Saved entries
= Beginning of Section =
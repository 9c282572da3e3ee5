//! Block-state predicates.
//!
//! Variant keys (`facing=north,half=top`) and multipart `when` clauses both
//! compile to a [`StatePredicate`], evaluated against a state's property
//! table.

use crate::types::StateProperties;
use serde_json::Value;

/// A boolean condition over block-state properties.
#[derive(Debug, Clone, PartialEq, Eq)]
pub enum StatePredicate {
    /// Matches every state.
    Always,
    /// Matches no state. Produced for conditions that could not be read.
    Never,
    /// Every listed property must equal one of its allowed values.
    Match(Vec<(String, Vec<String>)>),
    /// At least one sub-predicate matches.
    Any(Vec<StatePredicate>),
    /// Every sub-predicate matches.
    All(Vec<StatePredicate>),
}

impl StatePredicate {
    /// Compile a variant key. The empty key (and the legacy `normal` key)
    /// matches everything.
    pub fn from_variant_key(key: &str) -> Self {
        let conditions: Vec<(String, Vec<String>)> = key
            .split(',')
            .map(str::trim)
            .filter(|part| !part.is_empty())
            .filter_map(|part| match part.split_once('=') {
                Some((name, value)) => Some((name.trim().to_string(), vec![value.trim().to_string()])),
                None => {
                    if part != "normal" {
                        log::warn!("Ignoring malformed variant condition `{}`", part);
                    }
                    None
                }
            })
            .collect();

        if conditions.is_empty() {
            StatePredicate::Always
        } else {
            StatePredicate::Match(conditions)
        }
    }

    /// Compile a multipart `when` clause.
    ///
    /// Accepts a property object (values may list `a|b` alternatives), or an
    /// object holding an `OR` / `AND` array of such clauses.
    pub fn from_when(value: &Value) -> Self {
        let Some(object) = value.as_object() else {
            log::warn!("Multipart condition is not an object: {}", value);
            return StatePredicate::Never;
        };

        if let Some(list) = object.get("OR") {
            return StatePredicate::Any(Self::from_list(list));
        }
        if let Some(list) = object.get("AND") {
            return StatePredicate::All(Self::from_list(list));
        }

        let conditions: Vec<(String, Vec<String>)> = object
            .iter()
            .map(|(name, expected)| {
                let expected = match expected {
                    Value::String(s) => s.clone(),
                    other => other.to_string(),
                };
                let allowed = expected.split('|').map(|v| v.trim().to_string()).collect();
                (name.clone(), allowed)
            })
            .collect();

        if conditions.is_empty() {
            StatePredicate::Always
        } else {
            StatePredicate::Match(conditions)
        }
    }

    fn from_list(list: &Value) -> Vec<StatePredicate> {
        match list.as_array() {
            Some(items) => items.iter().map(Self::from_when).collect(),
            None => {
                log::warn!("Multipart condition list is not an array: {}", list);
                vec![StatePredicate::Never]
            }
        }
    }

    /// Evaluate against a state. Properties the state lacks never match.
    pub fn check(&self, properties: &StateProperties) -> bool {
        match self {
            StatePredicate::Always => true,
            StatePredicate::Never => false,
            StatePredicate::Match(conditions) => conditions.iter().all(|(name, allowed)| {
                properties
                    .get(name)
                    .is_some_and(|actual| allowed.iter().any(|v| v == actual))
            }),
            StatePredicate::Any(list) => list.iter().any(|p| p.check(properties)),
            StatePredicate::All(list) => list.iter().all(|p| p.check(properties)),
        }
    }

    /// Number of property conditions; used to try specific variant keys
    /// before catch-all ones.
    pub fn condition_count(&self) -> usize {
        match self {
            StatePredicate::Always | StatePredicate::Never => 0,
            StatePredicate::Match(conditions) => conditions.len(),
            StatePredicate::Any(list) | StatePredicate::All(list) => {
                list.iter().map(StatePredicate::condition_count).sum()
            }
        }
    }
}

#[cfg(test)]
mod tests {
    use super::*;

    fn props(pairs: &[(&str, &str)]) -> StateProperties {
        pairs
            .iter()
            .map(|(k, v)| (k.to_string(), v.to_string()))
            .collect()
    }

    #[test]
    fn test_empty_key_always_matches() {
        assert_eq!(StatePredicate::from_variant_key(""), StatePredicate::Always);
        assert_eq!(StatePredicate::from_variant_key("normal"), StatePredicate::Always);
        assert!(StatePredicate::from_variant_key("").check(&props(&[])));
    }

    #[test]
    fn test_variant_key_conjunction() {
        let pred = StatePredicate::from_variant_key("facing=north,half=top");
        assert_eq!(pred.condition_count(), 2);
        assert!(pred.check(&props(&[("facing", "north"), ("half", "top"), ("lit", "true")])));
        assert!(!pred.check(&props(&[("facing", "north"), ("half", "bottom")])));
    }

    #[test]
    fn test_unknown_property_does_not_match() {
        let pred = StatePredicate::from_variant_key("waterlogged=false");
        assert!(!pred.check(&props(&[("facing", "north")])));
    }

    #[test]
    fn test_when_object_with_alternatives() {
        let when: Value = serde_json::from_str(r#"{ "north": "side|up", "east": true }"#).unwrap();
        let pred = StatePredicate::from_when(&when);
        assert!(pred.check(&props(&[("north", "up"), ("east", "true")])));
        assert!(!pred.check(&props(&[("north", "none"), ("east", "true")])));
        assert!(!pred.check(&props(&[("north", "side")])));
    }

    #[test]
    fn test_when_or() {
        let when: Value = serde_json::from_str(
            r#"{ "OR": [ { "north": "true" }, { "south": "true", "up": "false" } ] }"#,
        )
        .unwrap();
        let pred = StatePredicate::from_when(&when);
        assert!(pred.check(&props(&[("north", "true"), ("south", "false")])));
        assert!(pred.check(&props(&[("north", "false"), ("south", "true"), ("up", "false")])));
        assert!(!pred.check(&props(&[("north", "false"), ("south", "true"), ("up", "true")])));
    }

    #[test]
    fn test_when_and() {
        let when: Value =
            serde_json::from_str(r#"{ "AND": [ { "north": "true" }, { "up": "false" } ] }"#).unwrap();
        let pred = StatePredicate::from_when(&when);
        assert!(pred.check(&props(&[("north", "true"), ("up", "false")])));
        assert!(!pred.check(&props(&[("north", "true"), ("up", "true")])));
    }

    #[test]
    fn test_malformed_when_never_matches() {
        let pred = StatePredicate::from_when(&Value::from(3));
        assert_eq!(pred, StatePredicate::Never);
        assert!(!pred.check(&props(&[])));
    }
}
= End of Section =
[WHAT TO PRODUCE] Transcribe every line above, character for character.

[THE ANSWER]
repository 9c282572da3e3ee5
//! Block-state predicates.
//!
//! Variant keys (`facing=north,half=top`) and multipart `when` clauses both
//! compile to a [`StatePredicate`], evaluated against a state's property
//! table.

use crate::types::StateProperties;
use serde_json::Value;

/// A boolean condition over block-state properties.
#[derive(Debug, Clone, PartialEq, Eq)]
pub enum StatePredicate {
    /// Matches every state.
    Always,
    /// Matches no state. Produced for conditions that could not be read.
    Never,
    /// Every listed property must equal one of its allowed values.
    Match(Vec<(String, Vec<String>)>),
    /// At least one sub-predicate matches.
    Any(Vec<StatePredicate>),
    /// Every sub-predicate matches.
    All(Vec<StatePredicate>),
}

impl StatePredicate {
    /// Compile a variant key. The empty key (and the legacy `normal` key)
    /// matches everything.
    pub fn from_variant_key(key: &str) -> Self {
        let conditions: Vec<(String, Vec<String>)> = key
            .split(',')
            .map(str::trim)
            .filter(|part| !part.is_empty())
            .filter_map(|part| match part.split_once('=') {
                Some((name, value)) => Some((name.trim().to_string(), vec![value.trim().to_string()])),
                None => {
                    if part != "normal" {
                        log::warn!("Ignoring malformed variant condition `{}`", part);
                    }
                    None
                }
            })
            .collect();

        if conditions.is_empty() {
            StatePredicate::Always
        } else {
            StatePredicate::Match(conditions)
        }
    }

    /// Compile a multipart `when` clause.
    ///
    /// Accepts a property object (values may list `a|b` alternatives), or an
    /// object holding an `OR` / `AND` array of such clauses.
    pub fn from_when(value: &Value) -> Self {
        let Some(object) = value.as_object() else {
            log::warn!("Multipart condition is not an object: {}", value);
            return StatePredicate::Never;
        };

        if let Some(list) = object.get("OR") {
            return StatePredicate::Any(Self::from_list(list));
        }
        if let Some(list) = object.get("AND") {
            return StatePredicate::All(Self::from_list(list));
        }

        let conditions: Vec<(String, Vec<String>)> = object
            .iter()
            .map(|(name, expected)| {
                let expected = match expected {
                    Value::String(s) => s.clone(),
                    other => other.to_string(),
                };
                let allowed = expected.split('|').map(|v| v.trim().to_string()).collect();
                (name.clone(), allowed)
            })
            .collect();

        if conditions.is_empty() {
            StatePredicate::Always
        } else {
            StatePredicate::Match(conditions)
        }
    }

    fn from_list(list: &Value) -> Vec<StatePredicate> {
        match list.as_array() {
            Some(items) => items.iter().map(Self::from_when).collect(),
            None => {
                log::warn!("Multipart condition list is not an array: {}", list);
                vec![StatePredicate::Never]
            }
        }
    }

    /// Evaluate against a state. Properties the state lacks never match.
    pub fn check(&self, properties: &StateProperties) -> bool {
        match self {
            StatePredicate::Always => true,
            StatePredicate::Never => false,
            StatePredicate::Match(conditions) => conditions.iter().all(|(name, allowed)| {
                properties
                    .get(name)
                    .is_some_and(|actual| allowed.iter().any(|v| v == actual))
            }),
            StatePredicate::Any(list) => list.iter().any(|p| p.check(properties)),
            StatePredicate::All(list) => list.iter().all(|p| p.check(properties)),
        }
    }

    /// Number of property conditions; used to try specific variant keys
    /// before catch-all ones.
    pub fn condition_count(&self) -> usize {
        match self {
            StatePredicate::Always | StatePredicate::Never => 0,
            StatePredicate::Match(conditions) => conditions.len(),
            StatePredicate::Any(list) | StatePredicate::All(list) => {
                list.iter().map(StatePredicate::condition_count).sum()
            }
        }
    }
}

#[cfg(test)]
mod tests {
    use super::*;

    fn props(pairs: &[(&str, &str)]) -> StateProperties {
        pairs
            .iter()
            .map(|(k, v)| (k.to_string(), v.to_string()))
            .collect()
    }

    #[test]
    fn test_empty_key_always_matches() {
        assert_eq!(StatePredicate::from_variant_key(""), StatePredicate::Always);
        assert_eq!(StatePredicate::from_variant_key("normal"), StatePredicate::Always);
        assert!(StatePredicate::from_variant_key("").check(&props(&[])));
    }

    #[test]
    fn test_variant_key_conjunction() {
        let pred = StatePredicate::from_variant_key("facing=north,half=top");
        assert_eq!(pred.condition_count(), 2);
        assert!(pred.check(&props(&[("facing", "north"), ("half", "top"), ("lit", "true")])));
        assert!(!pred.check(&props(&[("facing", "north"), ("half", "bottom")])));
    }

    #[test]
    fn test_unknown_property_does_not_match() {
        let pred = StatePredicate::from_variant_key("waterlogged=false");
        assert!(!pred.check(&props(&[("facing", "north")])));
    }

    #[test]
    fn test_when_object_with_alternatives() {
        let when: Value = serde_json::from_str(r#"{ "north": "side|up", "east": true }"#).unwrap();
        let pred = StatePredicate::from_when(&when);
        assert!(pred.check(&props(&[("north", "up"), ("east", "true")])));
        assert!(!pred.check(&props(&[("north", "none"), ("east", "true")])));
        assert!(!pred.check(&props(&[("north", "side")])));
    }

    #[test]
    fn test_when_or() {
        let when: Value = serde_json::from_str(
            r#"{ "OR": [ { "north": "true" }, { "south": "true", "up": "false" } ] }"#,
        )
        .unwrap();
        let pred = StatePredicate::from_when(&when);
        assert!(pred.check(&props(&[("north", "true"), ("south", "false")])));
        assert!(pred.check(&props(&[("north", "false"), ("south", "true"), ("up", "false")])));
        assert!(!pred.check(&props(&[("north", "false"), ("south", "true"), ("up", "true")])));
    }

    #[test]
    fn test_when_and() {
        let when: Value =
            serde_json::from_str(r#"{ "AND": [ { "north": "true" }, { "up": "false" } ] }"#).unwrap();
        let pred = StatePredicate::from_when(&when);
        assert!(pred.check(&props(&[("north", "true"), ("up", "false")])));
        assert!(!pred.check(&props(&[("north", "true"), ("up", "true")])));
    }

    #[test]
    fn test_malformed_when_never_matches() {
        let pred = StatePredicate::from_when(&Value::from(3));
        assert_eq!(pred, StatePredicate::Never);
        assert!(!pred.check(&props(&[])));
    }
}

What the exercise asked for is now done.